EXERCISE DETAILS
Starting at the first line of the records below, transcribe each line exactly, ending with the line that contains "for event in".
^^^^
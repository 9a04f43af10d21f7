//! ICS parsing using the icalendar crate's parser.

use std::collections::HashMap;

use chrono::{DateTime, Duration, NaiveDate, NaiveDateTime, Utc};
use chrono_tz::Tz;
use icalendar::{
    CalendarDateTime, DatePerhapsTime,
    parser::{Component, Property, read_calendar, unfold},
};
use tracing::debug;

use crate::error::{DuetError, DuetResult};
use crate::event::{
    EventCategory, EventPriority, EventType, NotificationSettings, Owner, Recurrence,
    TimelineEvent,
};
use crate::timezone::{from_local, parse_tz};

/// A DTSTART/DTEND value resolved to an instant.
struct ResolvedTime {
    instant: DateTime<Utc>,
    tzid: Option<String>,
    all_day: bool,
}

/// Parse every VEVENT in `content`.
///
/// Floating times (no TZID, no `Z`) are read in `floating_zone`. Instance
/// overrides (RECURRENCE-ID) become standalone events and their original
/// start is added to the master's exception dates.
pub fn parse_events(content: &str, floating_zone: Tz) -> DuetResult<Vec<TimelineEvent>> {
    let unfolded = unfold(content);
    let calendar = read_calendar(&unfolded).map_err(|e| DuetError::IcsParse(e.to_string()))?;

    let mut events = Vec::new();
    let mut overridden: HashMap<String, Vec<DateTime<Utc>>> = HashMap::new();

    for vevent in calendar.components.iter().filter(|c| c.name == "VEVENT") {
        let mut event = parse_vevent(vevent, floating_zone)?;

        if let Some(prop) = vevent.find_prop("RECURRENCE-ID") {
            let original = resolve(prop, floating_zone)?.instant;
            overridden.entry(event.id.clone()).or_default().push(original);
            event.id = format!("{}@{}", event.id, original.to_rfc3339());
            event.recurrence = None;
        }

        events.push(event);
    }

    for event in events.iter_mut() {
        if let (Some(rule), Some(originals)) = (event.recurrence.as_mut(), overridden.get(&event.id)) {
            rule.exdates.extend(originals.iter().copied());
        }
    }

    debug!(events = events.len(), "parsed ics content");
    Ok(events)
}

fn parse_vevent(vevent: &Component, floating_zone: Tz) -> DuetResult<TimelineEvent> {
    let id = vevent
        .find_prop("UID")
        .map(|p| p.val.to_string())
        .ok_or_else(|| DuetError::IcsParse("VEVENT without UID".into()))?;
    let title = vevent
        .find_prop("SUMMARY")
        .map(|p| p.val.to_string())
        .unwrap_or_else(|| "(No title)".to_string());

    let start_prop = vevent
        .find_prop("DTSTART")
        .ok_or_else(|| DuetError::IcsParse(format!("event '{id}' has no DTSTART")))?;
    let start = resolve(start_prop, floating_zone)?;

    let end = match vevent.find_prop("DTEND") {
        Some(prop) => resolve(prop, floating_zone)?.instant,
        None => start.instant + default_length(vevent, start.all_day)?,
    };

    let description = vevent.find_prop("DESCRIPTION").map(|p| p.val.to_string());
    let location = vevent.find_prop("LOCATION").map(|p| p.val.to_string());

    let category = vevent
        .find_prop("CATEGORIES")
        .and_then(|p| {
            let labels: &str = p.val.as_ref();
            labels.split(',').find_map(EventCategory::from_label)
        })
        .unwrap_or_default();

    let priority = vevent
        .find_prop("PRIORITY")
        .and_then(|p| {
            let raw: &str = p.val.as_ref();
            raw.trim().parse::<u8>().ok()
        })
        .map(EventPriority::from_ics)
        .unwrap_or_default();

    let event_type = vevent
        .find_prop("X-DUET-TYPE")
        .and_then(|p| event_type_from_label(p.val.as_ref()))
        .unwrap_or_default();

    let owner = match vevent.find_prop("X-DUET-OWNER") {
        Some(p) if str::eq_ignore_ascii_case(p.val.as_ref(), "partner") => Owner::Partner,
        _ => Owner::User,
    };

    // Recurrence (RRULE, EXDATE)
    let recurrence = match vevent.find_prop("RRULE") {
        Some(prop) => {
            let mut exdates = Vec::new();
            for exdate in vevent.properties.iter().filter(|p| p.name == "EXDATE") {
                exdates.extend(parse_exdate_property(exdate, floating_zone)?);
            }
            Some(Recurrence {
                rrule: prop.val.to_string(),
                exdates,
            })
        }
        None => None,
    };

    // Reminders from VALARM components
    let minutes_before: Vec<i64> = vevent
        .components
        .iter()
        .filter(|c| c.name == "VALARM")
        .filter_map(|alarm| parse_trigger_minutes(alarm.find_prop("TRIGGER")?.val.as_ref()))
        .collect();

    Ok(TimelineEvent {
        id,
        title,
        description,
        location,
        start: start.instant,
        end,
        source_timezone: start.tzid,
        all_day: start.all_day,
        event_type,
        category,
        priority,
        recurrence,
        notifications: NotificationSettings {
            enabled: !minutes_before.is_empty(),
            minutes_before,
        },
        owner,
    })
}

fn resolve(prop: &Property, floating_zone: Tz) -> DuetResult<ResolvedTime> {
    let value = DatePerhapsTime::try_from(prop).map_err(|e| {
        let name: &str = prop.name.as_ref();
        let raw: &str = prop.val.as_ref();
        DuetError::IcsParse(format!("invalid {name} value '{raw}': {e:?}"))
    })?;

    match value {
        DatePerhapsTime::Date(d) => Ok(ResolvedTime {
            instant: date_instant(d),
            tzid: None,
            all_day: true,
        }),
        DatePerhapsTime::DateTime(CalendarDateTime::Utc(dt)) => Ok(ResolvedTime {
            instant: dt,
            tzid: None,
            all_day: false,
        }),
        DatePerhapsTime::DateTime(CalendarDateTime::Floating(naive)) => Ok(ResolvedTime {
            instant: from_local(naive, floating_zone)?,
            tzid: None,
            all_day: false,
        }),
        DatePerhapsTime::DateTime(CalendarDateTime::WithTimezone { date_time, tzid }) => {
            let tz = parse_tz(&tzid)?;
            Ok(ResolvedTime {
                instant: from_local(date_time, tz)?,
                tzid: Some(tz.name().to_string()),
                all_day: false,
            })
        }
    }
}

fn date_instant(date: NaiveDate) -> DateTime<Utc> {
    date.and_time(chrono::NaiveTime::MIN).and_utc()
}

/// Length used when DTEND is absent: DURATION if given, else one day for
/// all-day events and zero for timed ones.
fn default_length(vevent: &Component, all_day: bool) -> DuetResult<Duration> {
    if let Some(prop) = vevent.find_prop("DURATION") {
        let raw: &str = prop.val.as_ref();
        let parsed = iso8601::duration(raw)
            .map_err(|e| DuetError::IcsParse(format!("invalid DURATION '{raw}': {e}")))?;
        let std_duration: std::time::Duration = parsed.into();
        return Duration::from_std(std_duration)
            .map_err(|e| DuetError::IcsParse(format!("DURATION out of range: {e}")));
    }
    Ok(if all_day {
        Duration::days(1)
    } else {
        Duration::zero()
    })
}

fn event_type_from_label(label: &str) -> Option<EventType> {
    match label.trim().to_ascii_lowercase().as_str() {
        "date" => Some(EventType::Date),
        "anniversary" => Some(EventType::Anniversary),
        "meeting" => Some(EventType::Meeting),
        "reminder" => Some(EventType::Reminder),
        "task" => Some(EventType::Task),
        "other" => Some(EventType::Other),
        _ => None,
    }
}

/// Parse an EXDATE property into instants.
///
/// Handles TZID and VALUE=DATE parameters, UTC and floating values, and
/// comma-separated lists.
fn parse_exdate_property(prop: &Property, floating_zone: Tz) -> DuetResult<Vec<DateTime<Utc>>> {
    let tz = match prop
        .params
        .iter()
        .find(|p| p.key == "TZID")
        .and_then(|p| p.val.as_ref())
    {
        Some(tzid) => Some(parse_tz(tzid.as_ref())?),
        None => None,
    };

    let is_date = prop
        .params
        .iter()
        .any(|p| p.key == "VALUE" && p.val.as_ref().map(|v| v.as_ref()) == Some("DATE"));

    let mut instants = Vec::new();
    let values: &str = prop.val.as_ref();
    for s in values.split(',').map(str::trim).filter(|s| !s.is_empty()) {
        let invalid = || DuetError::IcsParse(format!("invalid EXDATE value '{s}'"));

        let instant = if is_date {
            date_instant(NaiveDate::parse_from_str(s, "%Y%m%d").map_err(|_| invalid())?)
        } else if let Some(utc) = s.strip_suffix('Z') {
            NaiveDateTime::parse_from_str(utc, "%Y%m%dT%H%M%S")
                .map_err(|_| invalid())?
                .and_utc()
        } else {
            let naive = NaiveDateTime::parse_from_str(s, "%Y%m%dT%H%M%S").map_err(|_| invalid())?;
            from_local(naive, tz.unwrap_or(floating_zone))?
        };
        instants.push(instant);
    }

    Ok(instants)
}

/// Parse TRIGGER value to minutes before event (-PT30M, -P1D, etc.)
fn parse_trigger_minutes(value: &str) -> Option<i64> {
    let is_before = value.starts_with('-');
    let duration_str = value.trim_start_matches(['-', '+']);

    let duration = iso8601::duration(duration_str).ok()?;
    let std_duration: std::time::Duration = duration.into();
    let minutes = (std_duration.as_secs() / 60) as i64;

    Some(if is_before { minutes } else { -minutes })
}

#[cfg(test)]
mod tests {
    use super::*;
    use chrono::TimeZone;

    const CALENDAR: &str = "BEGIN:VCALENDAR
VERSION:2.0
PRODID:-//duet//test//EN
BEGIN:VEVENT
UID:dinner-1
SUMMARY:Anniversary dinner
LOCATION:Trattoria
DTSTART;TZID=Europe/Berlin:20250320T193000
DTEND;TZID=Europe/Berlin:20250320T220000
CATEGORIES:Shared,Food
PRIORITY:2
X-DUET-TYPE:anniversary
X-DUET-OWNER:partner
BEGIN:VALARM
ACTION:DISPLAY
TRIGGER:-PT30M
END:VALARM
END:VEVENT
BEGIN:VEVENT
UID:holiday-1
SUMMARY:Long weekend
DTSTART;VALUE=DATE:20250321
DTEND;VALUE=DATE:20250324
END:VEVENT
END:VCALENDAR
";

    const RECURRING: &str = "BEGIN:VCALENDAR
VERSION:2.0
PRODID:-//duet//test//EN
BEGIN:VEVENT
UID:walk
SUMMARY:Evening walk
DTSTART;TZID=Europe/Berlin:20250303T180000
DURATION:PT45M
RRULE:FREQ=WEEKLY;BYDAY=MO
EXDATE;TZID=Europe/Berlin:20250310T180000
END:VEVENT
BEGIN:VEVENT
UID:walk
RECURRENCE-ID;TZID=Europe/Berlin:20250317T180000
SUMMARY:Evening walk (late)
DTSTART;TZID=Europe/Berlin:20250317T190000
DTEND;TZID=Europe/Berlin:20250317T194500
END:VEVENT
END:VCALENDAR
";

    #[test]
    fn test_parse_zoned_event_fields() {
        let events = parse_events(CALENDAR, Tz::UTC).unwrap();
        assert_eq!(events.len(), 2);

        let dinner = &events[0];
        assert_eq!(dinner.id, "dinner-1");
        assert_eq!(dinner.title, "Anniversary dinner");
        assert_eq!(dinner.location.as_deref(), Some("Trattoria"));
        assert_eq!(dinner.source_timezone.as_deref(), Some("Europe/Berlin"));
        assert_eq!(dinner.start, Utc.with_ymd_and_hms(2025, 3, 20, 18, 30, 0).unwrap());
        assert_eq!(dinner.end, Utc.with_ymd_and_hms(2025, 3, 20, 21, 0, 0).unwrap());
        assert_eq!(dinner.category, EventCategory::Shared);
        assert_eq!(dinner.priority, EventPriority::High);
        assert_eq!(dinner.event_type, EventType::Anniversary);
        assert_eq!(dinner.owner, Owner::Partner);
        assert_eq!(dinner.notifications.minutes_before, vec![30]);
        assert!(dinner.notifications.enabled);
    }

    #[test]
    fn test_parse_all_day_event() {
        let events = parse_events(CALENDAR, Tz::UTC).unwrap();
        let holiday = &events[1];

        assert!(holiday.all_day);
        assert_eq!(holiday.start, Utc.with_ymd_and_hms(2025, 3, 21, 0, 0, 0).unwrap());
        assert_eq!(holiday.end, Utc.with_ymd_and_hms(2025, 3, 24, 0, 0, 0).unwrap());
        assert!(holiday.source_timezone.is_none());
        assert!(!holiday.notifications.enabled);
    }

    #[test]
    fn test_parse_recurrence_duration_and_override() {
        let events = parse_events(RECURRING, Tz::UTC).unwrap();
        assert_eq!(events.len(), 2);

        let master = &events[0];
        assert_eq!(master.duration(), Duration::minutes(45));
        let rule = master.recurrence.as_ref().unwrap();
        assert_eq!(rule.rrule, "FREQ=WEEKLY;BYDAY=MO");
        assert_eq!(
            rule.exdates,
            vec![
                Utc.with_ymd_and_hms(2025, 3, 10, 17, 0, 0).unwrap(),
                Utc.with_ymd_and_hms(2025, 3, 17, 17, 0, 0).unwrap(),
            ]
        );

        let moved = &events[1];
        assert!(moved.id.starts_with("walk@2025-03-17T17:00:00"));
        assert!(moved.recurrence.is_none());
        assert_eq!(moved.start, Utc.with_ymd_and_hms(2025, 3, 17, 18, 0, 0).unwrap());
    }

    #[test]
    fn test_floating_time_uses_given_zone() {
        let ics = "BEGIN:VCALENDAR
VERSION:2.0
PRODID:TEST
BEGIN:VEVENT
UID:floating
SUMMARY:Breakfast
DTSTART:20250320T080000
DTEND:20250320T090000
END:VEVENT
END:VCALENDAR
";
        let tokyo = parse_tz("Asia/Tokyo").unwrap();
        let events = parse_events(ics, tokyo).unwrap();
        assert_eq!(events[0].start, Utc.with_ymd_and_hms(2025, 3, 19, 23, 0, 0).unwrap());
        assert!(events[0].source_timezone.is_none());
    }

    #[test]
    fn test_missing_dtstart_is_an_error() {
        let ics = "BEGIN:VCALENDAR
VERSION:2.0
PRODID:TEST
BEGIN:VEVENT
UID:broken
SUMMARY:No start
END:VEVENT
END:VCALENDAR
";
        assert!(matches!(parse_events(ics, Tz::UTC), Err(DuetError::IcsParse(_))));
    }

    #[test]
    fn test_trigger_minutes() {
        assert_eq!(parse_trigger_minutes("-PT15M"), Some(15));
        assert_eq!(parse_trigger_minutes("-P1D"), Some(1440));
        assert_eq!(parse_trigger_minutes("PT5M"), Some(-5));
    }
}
^^^^
EXERCISE OUTPUT
repository 9a04f43af10d21f7
//! ICS parsing using the icalendar crate's parser.

use std::collections::HashMap;

use chrono::{DateTime, Duration, NaiveDate, NaiveDateTime, Utc};
use chrono_tz::Tz;
use icalendar::{
    CalendarDateTime, DatePerhapsTime,
    parser::{Component, Property, read_calendar, unfold},
};
use tracing::debug;

use crate::error::{DuetError, DuetResult};
use crate::event::{
    EventCategory, EventPriority, EventType, NotificationSettings, Owner, Recurrence,
    TimelineEvent,
};
use crate::timezone::{from_local, parse_tz};

/// A DTSTART/DTEND value resolved to an instant.
struct ResolvedTime {
    instant: DateTime<Utc>,
    tzid: Option<String>,
    all_day: bool,
}

/// Parse every VEVENT in `content`.
///
/// Floating times (no TZID, no `Z`) are read in `floating_zone`. Instance
/// overrides (RECURRENCE-ID) become standalone events and their original
/// start is added to the master's exception dates.
pub fn parse_events(content: &str, floating_zone: Tz) -> DuetResult<Vec<TimelineEvent>> {
    let unfolded = unfold(content);
    let calendar = read_calendar(&unfolded).map_err(|e| DuetError::IcsParse(e.to_string()))?;

    let mut events = Vec::new();
    let mut overridden: HashMap<String, Vec<DateTime<Utc>>> = HashMap::new();

    for vevent in calendar.components.iter().filter(|c| c.name == "VEVENT") {
        let mut event = parse_vevent(vevent, floating_zone)?;

        if let Some(prop) = vevent.find_prop("RECURRENCE-ID") {
            let original = resolve(prop, floating_zone)?.instant;
            overridden.entry(event.id.clone()).or_default().push(original);
            event.id = format!("{}@{}", event.id, original.to_rfc3339());
            event.recurrence = None;
        }

        events.push(event);
    }

    for event in events.iter_mut() {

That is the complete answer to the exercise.